HIPAA-Compliant AI: Protecting PHI in LLMs

AI is HIPAA compliant when the system around the model enforces what HIPAA requires: a business associate agreement with every party that touches protected health information, the minimum necessary standard applied to what each user can see, role-based access controls, encryption in transit and at rest, and a reliable audit trail. No model is compliant by itself. The most durable control is structural. Withhold the PHI fields a given asker is not cleared for before the prompt is assembled, so the model cannot disclose what it never received.

That last point is the difference between policy on paper and policy in practice. A well-written access matrix does nothing if every clinician's prompt still carries the full chart into the context window.
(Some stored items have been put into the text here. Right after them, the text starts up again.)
//! Color normalization helpers
//!
//! Every color the analyzers see goes through [`to_hex`], which folds the
//! CSS color syntaxes found in computed styles and stylesheets into a single
//! uppercase `#RRGGBB` form. Alpha is dropped; callers decide beforehand
//! whether a value is worth keeping with [`is_valid_color`].

mod named;

#[cfg(test)]
mod tests;

use regex::Regex;
use std::sync::LazyLock;

/// Default HSV saturation below which a color is considered neutral
pub const NEUTRAL_SATURATION: f64 = 0.10;

/// Keywords that never denote a concrete color
const NON_COLOR_KEYWORDS: &[&str] = &[
    "transparent",
    "initial",
    "inherit",
    "unset",
    "revert",
    "currentcolor",
    "none",
];

static URL_TOKEN: LazyLock<Regex> =
    LazyLock::new(|| Regex::new(r"(?i)url\([^)]*\)").expect("valid url token regex"));

static COLOR_TOKEN: LazyLock<Regex> = LazyLock::new(|| {
    Regex::new(r"(?i)#[0-9a-f]{3,8}\b|(?:rgba?|hsla?)\([^)]*\)|\b[a-z]+\b")
        .expect("valid color token regex")
});

/// Converts a CSS color value to an uppercase `#RRGGBB` string.
///
/// Accepts `rgb()`/`rgba()`, `hsl()`/`hsla()`, 3/4/6/8-digit hex and named
/// colors. Returns `None` for keywords such as `transparent` and for anything
/// that cannot be parsed.
pub fn to_hex(value: &str) -> Option<String> {
    parse_rgb(value).map(|[r, g, b]| format!("#{r:02X}{g:02X}{b:02X}"))
}

/// Parses a CSS color value into RGB channels, ignoring alpha
pub fn parse_rgb(value: &str) -> Option<[u8; 3]> {
    let value = value.trim();
    if value.is_empty() {
        return None;
    }

    if let Some(hex) = value.strip_prefix('#') {
        return parse_hex_digits(hex).map(|(rgb, _)| rgb);
    }

    if let Some((name, args)) = functional_args(value) {
        return match name.as_str() {
            "rgb" | "rgba" => rgb_from_args(&args),
            "hsl" | "hsla" => hsl_from_args(&args),
            _ => None,
        };
    }

    named::lookup(value)
}

/// Returns `true` when the value names a concrete, at least partly opaque color.
///
/// Rejects empty values, CSS-wide keywords, `transparent`, `currentcolor`
/// and any color whose alpha component is zero.
pub fn is_valid_color(value: &str) -> bool {
    let value = value.trim().to_ascii_lowercase();
    if value.is_empty() || NON_COLOR_KEYWORDS.contains(&value.as_str()) {
        return false;
    }

    match alpha_component(&value) {
        Some(alpha) => alpha > 0.0,
        None => true,
    }
}

/// HSV saturation of a hex color, or `None` if the hex cannot be parsed
pub fn saturation(hex: &str) -> Option<f64> {
    let [r, g, b] = hex_to_rgb(hex)?;
    let max = r.max(g).max(b) as f64;
    let min = r.min(g).min(b) as f64;
    if max == 0.0 {
        return Some(0.0);
    }
    Some((max - min) / max)
}

/// Whether a hex color is near-gray (saturation below [`NEUTRAL_SATURATION`])
pub fn is_neutral(hex: &str) -> bool {
    is_neutral_with(hex, NEUTRAL_SATURATION)
}

/// Whether a hex color's saturation is below the given threshold
pub fn is_neutral_with(hex: &str, threshold: f64) -> bool {
    saturation(hex).is_some_and(|s| s < threshold)
}

/// Parses a `#RGB`, `#RRGGBB` (and alpha variants) string into channels
pub fn hex_to_rgb(hex: &str) -> Option<[u8; 3]> {
    parse_hex_digits(hex.trim().strip_prefix('#')?).map(|(rgb, _)| rgb)
}

/// Finds the first color token in a composite value such as a `background`
/// or `border` shorthand and returns it verbatim.
///
/// `url(...)` tokens are ignored so file names like `red.png` do not match.
pub fn find_color_token(value: &str) -> Option<String> {
    let without_urls = URL_TOKEN.replace_all(value, " ");
    COLOR_TOKEN
        .find_iter(&without_urls)
        .map(|m| m.as_str())
        .find(|token| {
            let lower = token.to_ascii_lowercase();
            lower == "transparent" || lower == "currentcolor" || parse_rgb(token).is_some()
        })
        .map(str::to_string)
}

/// Splits `name(args)` into a lowercase function name and its argument tokens.
///
/// Both the legacy comma syntax and the space/slash syntax are accepted.
fn functional_args(value: &str) -> Option<(String, Vec<String>)> {
    let open = value.find('(')?;
    let inner = value[open + 1..].strip_suffix(')')?;
    let name = value[..open].trim().to_ascii_lowercase();
    let args = inner
        .replace([',', '/'], " ")
        .split_whitespace()
        .map(str::to_string)
        .collect();
    Some((name, args))
}

fn parse_hex_digits(digits: &str) -> Option<([u8; 3], Option<u8>)> {
    if !digits.chars().all(|c| c.is_ascii_hexdigit()) {
        return None;
    }
    let nibble = |i: usize| u8::from_str_radix(&digits[i..i + 1], 16).ok().map(|n| n * 17);
    let byte = |i: usize| u8::from_str_radix(&digits[i..i + 2], 16).ok();

    match digits.len() {
        3 => Some(([nibble(0)?, nibble(1)?, nibble(2)?], None)),
        4 => Some(([nibble(0)?, nibble(1)?, nibble(2)?], Some(nibble(3)?))),
        6 => Some(([byte(0)?, byte(2)?, byte(4)?], None)),
        8 => Some(([byte(0)?, byte(2)?, byte(4)?], Some(byte(6)?))),
        _ => None,
    }
}

fn rgb_from_args(args: &[String]) -> Option<[u8; 3]> {
    if args.len() < 3 {
        return None;
    }
    Some([
        parse_channel(&args[0])?,
        parse_channel(&args[1])?,
        parse_channel(&args[2])?,
    ])
}

fn parse_channel(token: &str) -> Option<u8> {
    let value = match token.strip_suffix('%') {
        Some(pct) => pct.parse::<f64>().ok()? * 255.0 / 100.0,
        None => token.parse::<f64>().ok()?,
    };
    Some(value.clamp(0.0, 255.0).round() as u8)
}

fn hsl_from_args(args: &[String]) -> Option<[u8; 3]> {
    if args.len() < 3 {
        return None;
    }
    let hue = parse_hue(&args[0])?;
    let sat = parse_percentage(&args[1])?;
    let light = parse_percentage(&args[2])?;
    Some(hsl_to_rgb(hue, sat, light))
}

fn parse_hue(token: &str) -> Option<f64> {
    let token = token.to_ascii_lowercase();
    if let Some(deg) = token.strip_suffix("deg") {
        deg.parse().ok()
    } else if let Some(grad) = token.strip_suffix("grad") {
        grad.parse::<f64>().ok().map(|g| g * 0.9)
    } else if let Some(rad) = token.strip_suffix("rad") {
        rad.parse::<f64>().ok().map(f64::to_degrees)
    } else if let Some(turn) = token.strip_suffix("turn") {
        turn.parse::<f64>().ok().map(|t| t * 360.0)
    } else {
        token.parse().ok()
    }
}

fn parse_percentage(token: &str) -> Option<f64> {
    let number: f64 = token.strip_suffix('%').unwrap_or(token).parse().ok()?;
    Some((number / 100.0).clamp(0.0, 1.0))
}

/// Converts HSL (hue in degrees, saturation and lightness in 0..=1) to RGB
pub fn hsl_to_rgb(hue: f64, saturation: f64, lightness: f64) -> [u8; 3] {
    let h = hue.rem_euclid(360.0) / 360.0;
    let s = saturation.clamp(0.0, 1.0);
    let l = lightness.clamp(0.0, 1.0);

    let (r, g, b) = if s == 0.0 {
        (l, l, l)
    } else {
        let q = if l < 0.5 { l * (1.0 + s) } else { l + s - l * s };
        let p = 2.0 * l - q;
        (
            hue_to_channel(p, q, h + 1.0 / 3.0),
            hue_to_channel(p, q, h),
            hue_to_channel(p, q, h - 1.0 / 3.0),
        )
    };

    [to_byte(r), to_byte(g), to_byte(b)]
}

fn hue_to_channel(p: f64, q: f64, t: f64) -> f64 {
    let mut t = t;
    if t < 0.0 {
        t += 1.0;
    }
    if t > 1.0 {
        t -= 1.0;
    }
    if t < 1.0 / 6.0 {
        p + (q - p) * 6.0 * t
    } else if t < 1.0 / 2.0 {
        q
    } else if t < 2.0 / 3.0 {
        p + (q - p) * (2.0 / 3.0 - t) * 6.0
    } else {
        p
    }
}

fn to_byte(channel: f64) -> u8 {
    (channel * 255.0).round().clamp(0.0, 255.0) as u8
}

/// Alpha in 0..=1 when the value carries one explicitly
fn alpha_component(value: &str) -> Option<f64> {
    if let Some(hex) = value.strip_prefix('#') {
        return parse_hex_digits(hex)
            .and_then(|(_, alpha)| alpha)
            .map(|a| a as f64 / 255.0);
    }

    let (name, args) = functional_args(value)?;
    if !matches!(name.as_str(), "rgb" | "rgba" | "hsl" | "hsla") {
        return None;
    }
    let token = args.get(3)?;
    match token.strip_suffix('%') {
        Some(pct) => pct.parse::<f64>().ok().map(|a| a / 100.0),
        None => token.parse::<f64>().ok(),
    }
}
HIPAA compliant AI moves the control to the moment of inference, where the data actually enters the model, and proves what happened with evidence a regulator can verify.

01What HIPAA requires of AI systems

HIPAA does not name large language models, but its rules apply to any system that creates, receives, maintains, or transmits protected health information. The requirements that shape an AI deployment are these.

Protected health information. PHI is individually identifiable health information: a diagnosis, a medication, a lab value, a note, tied to identifiers such as a name, a date, a medical record number, or any of the eighteen identifiers the Privacy Rule enumerates. The moment a prompt or a retrieved document carries identified health data, HIPAA is in scope.

The business associate agreement. If a vendor handles PHI on your behalf, a BAA is required before any PHI is shared. For AI this reaches the model provider, the retrieval infrastructure, and any tool that processes prompts or responses. The agreement defines permitted uses and must restrict training on your data.

The minimum necessary standard. Uses and disclosures of PHI must be limited to what is reasonably needed for the task. Applied to inference, this means the model should receive only the fields the requesting role is authorized to use for the question asked.

Access controls. The Security Rule requires that access to PHI be restricted to authorized users by role. For AI, the relevant access decision is per field and per request, not just per application login.

Audit logging. Covered entities must be able to account for access to and disclosure of PHI. An AI system needs a record of who asked what, which fields were released, and which were withheld, durable enough to survive an investigation.

Encryption. PHI must be protected in transit and at rest. TLS in transit and strong encryption such as AES-256-GCM at rest are the baseline expectation.

None of these is satisfied by the model. They are satisfied by the data-control layer in front of it. This is where AI data governance for healthcare lives.

02The minimum necessary standard at inference and retrieval

The minimum necessary standard is the rule most often broken by AI, because the default behavior of an LLM pipeline is to over-collect. Builders dump the whole record into context to be safe, then rely on the prompt to keep the model from saying the wrong thing. That inverts the control. The model now holds PHI it should never have received, and the only thing standing between that data and a leak is the model's own behavior.

Applied correctly, minimum necessary operates in two places.

At retrieval. When a RAG pipeline searches an index, it should return only documents and passages the requester is authorized to access. A retriever that ignores authorization will surface PHI from any indexed chart, regardless of who is asking.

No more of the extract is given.